Privacy Engineering at DoorDash Drive

November 14, 2023 8 Minute Read Backend 0

Alex Dougherty

Alexander Dougherty is a software engineer on the Merchant Tech Platform Team at DoorDash. His focus is on building versatile platforms that form the backbone of various software applications.

Privacy engineering overview

To facilitate deliveries, users must give us some personal information, including such things as names, addresses, and phone numbers, in a Drive API request. This information is needed for Dashers to know where and to whom to deliver an order. Because this information can be used to re-identify an individual, it could be used by a bad actor to cause harm, including identity theft and doxxing.

That’s why we want to ensure that this personal data is redacted (erased or obscured) from our platform within a reasonable period of time after a delivery is completed. That way, even if a bad actor gains unauthorized access to our database, personal data will no longer be there, preventing it from being misused.

Merchant-defined policies

On DoorDash Drive, merchants can configure redaction policies about when personal data related to their orders will be redacted.

If a merchant does not configure such a policy, we will set a default time for redacting the data anyway. It will not be allowed to persist indefinitely.

Asynchronous redaction

As is common practice in the industry, each user is associated with a unique user identifier. Personal data can propagate through many layers of a distributed system, so we associate instances of this data with an identifier.

As seen in Figure 1, an asynchronous redaction eligibility job combines various inputs to determine if a user is eligible for redaction, including merchant-defined policies, time at which drive orders were placed, and a mapping of where data has propagated. If the data is eligible for redaction, the job publishes a message to a Kafka topic, signaling to purge the data associated with this user. Each service that maintains a copy of this data will have a corresponding listener, which can kick off a process to redact the data from its tables.
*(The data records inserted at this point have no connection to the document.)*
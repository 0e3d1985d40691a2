//! Raw record normalization.
//!
//! The transaction source hands over loosely typed joined rows. This module
//! turns them into `TransactionRecord`s with closed enums and defined
//! defaults, so nothing downstream ever does arithmetic on a missing value.

use std::collections::BTreeMap;

use chrono::{DateTime, NaiveDateTime};
use rust_decimal::Decimal;
use serde::{Deserialize, Serialize};
use tracing::warn;
use uuid::Uuid;
use vendora_shared::types::{LocationId, MachineId, ProductId, TransactionId};

use super::error::NormalizeError;
use super::types::{
    DeliveryStatus, MachineRef, PaymentStatus, PaymentType, ProductRef, TransactionRecord,
};

const NAIVE_FORMATS: [&str; 3] = ["%Y-%m-%d %H:%M:%S", "%Y-%m-%dT%H:%M:%S", "%Y-%m-%d %H:%M:%S%.f"];

/// A joined transaction × machine × location × product row.
#[derive(Debug, Clone, Default, PartialEq, Serialize, Deserialize)]
#[serde(rename_all = "camelCase", default)]
pub struct RawTransactionRecord {
    /// Transaction ID.
    pub id: Option<Uuid>,
    /// Creation time, RFC 3339 or `YYYY-MM-DD HH:MM:SS`.
    pub created_at: Option<String>,
    /// Charged amount.
    pub amount: Option<Decimal>,
    /// Payment method discriminant.
    pub payment_method: Option<String>,
    /// Payment completion status.
    pub payment_status: Option<String>,
    /// Dispense status.
    pub delivery_status: Option<String>,
    /// Machine ID.
    pub machine_id: Option<Uuid>,
    /// Machine code.
    pub machine_code: Option<String>,
    /// Machine address.
    pub machine_address: Option<String>,
    /// Location ID.
    pub location_id: Option<Uuid>,
    /// Product ID.
    pub product_id: Option<Uuid>,
    /// Product name.
    pub product_name: Option<String>,
    /// Product category.
    pub product_category: Option<String>,
    /// Ingredient quantities per dispense.
    pub ingredient_usage: Option<BTreeMap<String, Decimal>>,
    /// Explicit cost of goods.
    pub cost_of_goods: Option<Decimal>,
}

/// A record that failed normalization.
#[derive(Debug, Clone, PartialEq, Eq)]
pub struct RejectedRecord {
    /// Position in the input batch.
    pub index: usize,
    /// Why the record was rejected.
    pub error: NormalizeError,
}

/// Result of normalizing a batch.
#[derive(Debug, Clone, Default)]
pub struct NormalizedBatch {
    /// Records that normalized cleanly.
    pub records: Vec<TransactionRecord>,
    /// Records that were skipped.
    pub rejected: Vec<RejectedRecord>,
}

/// Maps raw rows into typed transactions.
pub struct Normalizer;

impl Normalizer {
    /// Normalizes one raw record.
    pub fn normalize(raw: &RawTransactionRecord) -> Result<TransactionRecord, NormalizeError> {
        let id = raw.id.ok_or(NormalizeError::MissingField("id"))?;
        let created_at = raw
            .created_at
            .as_deref()
            .ok_or(NormalizeError::MissingField("createdAt"))?;
        let timestamp = parse_timestamp(created_at).ok_or_else(|| NormalizeError::InvalidTimestamp {
            id,
            value: created_at.to_string(),
        })?;
        let amount = raw.amount.ok_or(NormalizeError::MissingField("amount"))?;

        let method = raw
            .payment_method
            .as_deref()
            .ok_or(NormalizeError::MissingField("paymentMethod"))?;
        let payment_type: PaymentType =
            method
                .parse()
                .map_err(|_| NormalizeError::UnknownPaymentMethod {
                    id,
                    method: method.to_string(),
                })?;

        let ingredient_usage = raw.ingredient_usage.clone().unwrap_or_default();
        if let Some((ingredient, _)) = ingredient_usage
            .iter()
            .find(|(_, qty)| qty.is_sign_negative() && !qty.is_zero())
        {
            return Err(NormalizeError::NegativeIngredientQuantity {
                id,
                ingredient: ingredient.clone(),
            });
        }

        Ok(TransactionRecord {
            id: TransactionId::from_uuid(id),
            timestamp,
            amount,
            payment_type,
            payment_status: raw
                .payment_status
                .as_deref()
                .map_or(PaymentStatus::Unknown, PaymentStatus::parse_lenient),
            delivery_status: raw
                .delivery_status
                .as_deref()
                .map_or(DeliveryStatus::Unknown, DeliveryStatus::parse_lenient),
            machine: MachineRef {
                id: raw.machine_id.map(MachineId::from_uuid),
                code: raw.machine_code.clone().unwrap_or_default(),
                address: raw.machine_address.clone().unwrap_or_default(),
                location_id: raw.location_id.map(LocationId::from_uuid),
            },
            product: ProductRef {
                id: raw.product_id.map(ProductId::from_uuid),
                name: raw.product_name.clone().unwrap_or_default(),
                category: raw.product_category.clone().unwrap_or_default(),
            },
            ingredient_usage,
            cost_of_goods: raw.cost_of_goods,
        })
    }

    /// Normalizes a batch, skipping records that cannot be normalized.
    ///
    /// Rejections are logged and returned so the caller can surface them as
    /// data-quality counters; they never abort the batch.
    #[must_use]
    pub fn normalize_batch(raw: &[RawTransactionRecord]) -> NormalizedBatch {
        let mut batch = NormalizedBatch {
            records: Vec::with_capacity(raw.len()),
            rejected: Vec::new(),
        };

        for (index, record) in raw.iter().enumerate() {
            match Self::normalize(record) {
                Ok(normalized) => batch.records.push(normalized),
                Err(error) => {
                    warn!(index, %error, "Skipping transaction record");
                    batch.rejected.push(RejectedRecord { index, error });
                }
            }
        }

        batch
    }
}

fn parse_timestamp(value: &str) -> Option<NaiveDateTime> {
    let value = value.trim();
    if let Ok(parsed) = DateTime::parse_from_rfc3339(value) {
        return Some(parsed.naive_local());
    }
    NAIVE_FORMATS
        .iter()
        .find_map(|format| NaiveDateTime::parse_from_str(value, format).ok())
}
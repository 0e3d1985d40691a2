//! Vendora report generator
//!
//! Reads raw transaction rows as a JSON array, builds a report document and
//! writes it as JSON.

use std::fs;
use std::io::{self, Read, Write};
use std::path::{Path, PathBuf};
use std::process::ExitCode;

use anyhow::Context;
use chrono::NaiveDate;
use clap::Parser;
use tracing::{error, info};
use tracing_subscriber::{layer::SubscriberExt, util::SubscriberInitExt};

use vendora_core::payments::FixedRatioSplit;
use vendora_core::reports::{ReportEngine, ReportFilters, ReportKind, ReportRequest};
use vendora_core::transaction::RawTransactionRecord;
use vendora_shared::types::{LocationId, MachineId, ProductId};
use vendora_shared::{AppConfig, AppError};

/// Build sales reports from vending-machine transactions.
#[derive(Debug, Parser)]
#[command(name = "vendora-report", version, about)]
struct Cli {
    /// JSON file of raw transaction rows. Reads stdin when omitted or `-`.
    #[arg(value_name = "INPUT")]
    input: Option<PathBuf>,

    /// First day of the period (YYYY-MM-DD), inclusive.
    #[arg(long, env = "VENDORA_REPORT_FROM")]
    from: NaiveDate,

    /// Last day of the period (YYYY-MM-DD), inclusive.
    #[arg(long, env = "VENDORA_REPORT_TO")]
    to: NaiveDate,

    /// Report kind: payment_types, financial or full.
    #[arg(long, env = "VENDORA_REPORT_KIND", default_value = "full")]
    kind: ReportKind,

    /// Keep only this machine. Repeatable.
    #[arg(long = "machine", value_name = "ID")]
    machines: Vec<MachineId>,

    /// Keep only this product. Repeatable.
    #[arg(long = "product", value_name = "ID")]
    products: Vec<ProductId>,

    /// Keep only machines at this location. Repeatable.
    #[arg(long = "location", value_name = "ID")]
    locations: Vec<LocationId>,

    /// Keep TEST dispenses.
    #[arg(long, env = "VENDORA_INCLUDE_TEST_ORDERS")]
    include_test_orders: bool,

    /// Output file. Writes stdout when omitted.
    #[arg(short, long, value_name = "FILE")]
    output: Option<PathBuf>,

    /// Pretty-print the document.
    #[arg(long)]
    pretty: bool,

    /// Emit logs as JSON.
    #[arg(long, env = "VENDORA_LOG_JSON")]
    log_json: bool,
}

fn main() -> ExitCode {
    // Load environment variables from .env file
    dotenvy::dotenv().ok();

    let cli = Cli::parse();
    init_tracing(cli.log_json);

    match run(cli) {
        Ok(()) => ExitCode::SUCCESS,
        Err(err) => {
            let (code, error_code) = err
                .downcast_ref::<AppError>()
                .map_or((1, "UNEXPECTED_ERROR"), |e| (e.exit_code(), e.error_code()));
            error!(error_code, "{err:#}");
            ExitCode::from(u8::try_from(code).unwrap_or(1))
        }
    }
}

fn init_tracing(json: bool) {
    let filter = tracing_subscriber::EnvFilter::try_from_default_env()
        .unwrap_or_else(|_| "vendora=info".into());
    let registry = tracing_subscriber::registry().with(filter);

    // stdout carries the document
    if json {
        registry
            .with(tracing_subscriber::fmt::layer().json().with_writer(io::stderr))
            .init();
    } else {
        registry
            .with(tracing_subscriber::fmt::layer().with_writer(io::stderr))
            .init();
    }
}

fn run(cli: Cli) -> anyhow::Result<()> {
    let config = AppConfig::load()?;

    let input = read_input(cli.input.as_deref())?;
    let records: Vec<RawTransactionRecord> = serde_json::from_str(&input)
        .map_err(|e| AppError::Input(format!("expected a JSON array of transactions: {e}")))?;
    info!(records = records.len(), "Loaded transactions");

    let filters = ReportFilters {
        machine_ids: cli.machines.into_iter().collect(),
        product_ids: cli.products.into_iter().collect(),
        location_ids: cli.locations.into_iter().collect(),
        include_test_orders: cli.include_test_orders,
    };
    let request = ReportRequest::new(cli.from, cli.to, cli.kind).with_filters(filters);

    let settlement = FixedRatioSplit::from_config(&config.engine.settlement);
    let engine = ReportEngine::new(config.engine);
    let document = engine
        .generate(&request, &records, &settlement)
        .map_err(|e| AppError::Validation(e.to_string()))?;

    let json = if cli.pretty {
        serde_json::to_string_pretty(&document)
    } else {
        serde_json::to_string(&document)
    }
    .map_err(|e| AppError::Internal(e.to_string()))?;

    write_output(cli.output.as_deref(), &json)?;
    let destination = cli
        .output
        .as_deref()
        .map_or_else(|| "stdout".to_string(), |p| p.display().to_string());
    info!(
        report_id = %document.metadata.report_id,
        output = %destination,
        "Report written"
    );
    Ok(())
}

fn read_input(path: Option<&Path>) -> anyhow::Result<String> {
    match path {
        Some(path) if path != Path::new("-") => fs::read_to_string(path)
            .map_err(|e| AppError::Input(format!("{}: {e}", path.display())))
            .with_context(|| "Failed to read transactions"),
        _ => {
            let mut buffer = String::new();
            io::stdin()
                .read_to_string(&mut buffer)
                .map_err(|e| AppError::Input(format!("stdin: {e}")))?;
            Ok(buffer)
        }
    }
}

fn write_output(path: Option<&Path>, json: &str) -> anyhow::Result<()> {
    match path {
        Some(path) => fs::write(path, json)
            .map_err(|e| AppError::Internal(format!("{}: {e}", path.display())))
            .with_context(|| "Failed to write report"),
        None => {
            let mut stdout = io::stdout().lock();
            writeln!(stdout, "{json}").map_err(|e| AppError::Internal(format!("stdout: {e}")))?;
            Ok(())
        }
    }
}
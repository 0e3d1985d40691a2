//! Builders for unit tests.

use std::collections::BTreeMap;

use chrono::{NaiveDate, NaiveDateTime};
use rust_decimal::Decimal;
use uuid::Uuid;
use vendora_shared::types::{MachineId, ProductId, TransactionId};

use crate::transaction::{
    DeliveryStatus, MachineRef, PaymentStatus, PaymentType, ProductRef, TransactionRecord,
};

/// Deterministic machine ID for index `n`.
pub fn machine_id(n: u128) -> MachineId {
    MachineId::from_uuid(Uuid::from_u128(1_000 + n))
}

/// Deterministic product ID for index `n`.
pub fn product_id(n: u128) -> ProductId {
    ProductId::from_uuid(Uuid::from_u128(2_000 + n))
}

/// Timestamp helper.
pub fn at(year: i32, month: u32, day: u32, hour: u32) -> NaiveDateTime {
    NaiveDate::from_ymd_opt(year, month, day)
        .unwrap()
        .and_hms_opt(hour, 0, 0)
        .unwrap()
}

/// Fluent builder for `TransactionRecord`.
pub struct Tx(TransactionRecord);

impl Tx {
    /// A paid, delivered cash sale on machine 1 / product 1.
    pub fn new(id: u128, amount: Decimal) -> Self {
        Self(TransactionRecord {
            id: TransactionId::from_uuid(Uuid::from_u128(id)),
            timestamp: at(2024, 3, 5, 12),
            amount,
            payment_type: PaymentType::Cash,
            payment_status: PaymentStatus::Paid,
            delivery_status: DeliveryStatus::Delivered,
            machine: MachineRef {
                id: Some(machine_id(1)),
                code: "VM-001".to_string(),
                address: "Main St 1".to_string(),
                location_id: None,
            },
            product: ProductRef {
                id: Some(product_id(1)),
                name: "Espresso".to_string(),
                category: "Coffee".to_string(),
            },
            ingredient_usage: BTreeMap::new(),
            cost_of_goods: None,
        })
    }

    pub fn at(mut self, timestamp: NaiveDateTime) -> Self {
        self.0.timestamp = timestamp;
        self
    }

    pub fn paid_by(mut self, payment_type: PaymentType) -> Self {
        self.0.payment_type = payment_type;
        self
    }

    pub fn status(mut self, status: PaymentStatus) -> Self {
        self.0.payment_status = status;
        self
    }

    pub fn delivery(mut self, status: DeliveryStatus) -> Self {
        self.0.delivery_status = status;
        self
    }

    pub fn machine(mut self, n: u128) -> Self {
        self.0.machine.id = Some(machine_id(n));
        self.0.machine.code = format!("VM-{n:03}");
        self
    }

    pub fn no_machine(mut self) -> Self {
        self.0.machine.id = None;
        self
    }

    pub fn product(mut self, n: u128) -> Self {
        self.0.product.id = Some(product_id(n));
        self.0.product.name = format!("Product {n}");
        self
    }

    pub fn no_product(mut self) -> Self {
        self.0.product.id = None;
        self
    }

    pub fn cost(mut self, cost: Decimal) -> Self {
        self.0.cost_of_goods = Some(cost);
        self
    }

    pub fn ingredient(mut self, name: &str, qty: Decimal) -> Self {
        self.0.ingredient_usage.insert(name.to_string(), qty);
        self
    }

    pub fn build(self) -> TransactionRecord {
        self.0
    }
}
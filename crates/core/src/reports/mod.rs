//! Report assembly.
//!
//! Validates a request, normalizes and filters transactions, then builds the
//! structures the report kind asks for and stamps the metadata.

pub mod error;
pub mod service;
pub mod types;


pub use error::ReportError;
pub use service::ReportEngine;
pub use types::*;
Each process can be executed in parallel, bounding the overall redaction time to the longest individual process. The redaction is only considered successful after every process has signaled with a success acknowledgement.

*Figure 1: Synchronous flow of personal data into storage, with asynchronous process to execute redaction.*

Address geomasking

As an example, we can delve into a specific piece of data involved in the high-level flow, the user’s delivery address. In some cases, there is a false dichotomy between being able to protect sensitive personal information and being able to leverage the data for analytical purposes, including improving recommendations and generating valuable inferences. Address data, for instance, could be used to inform merchants where most of their orders are coming from or to help make recommendations to customers who are ordering from the same area. If we redact the data completely, we lose opportunities to improve our platform. Our challenge is to find a middle ground where we are able to effectively eliminate the risk of customer address data being misused while maintaining our ability to analyze location data to generate business opportunities.

Gaussian perturbation

To achieve that middle ground, we can transform into geographic coordinates — latitude and longitude — through a process called geocoding. As shown in Figure 2, we can then displace these coordinates in both direction and distance by a degree of randomness to mask the specific data.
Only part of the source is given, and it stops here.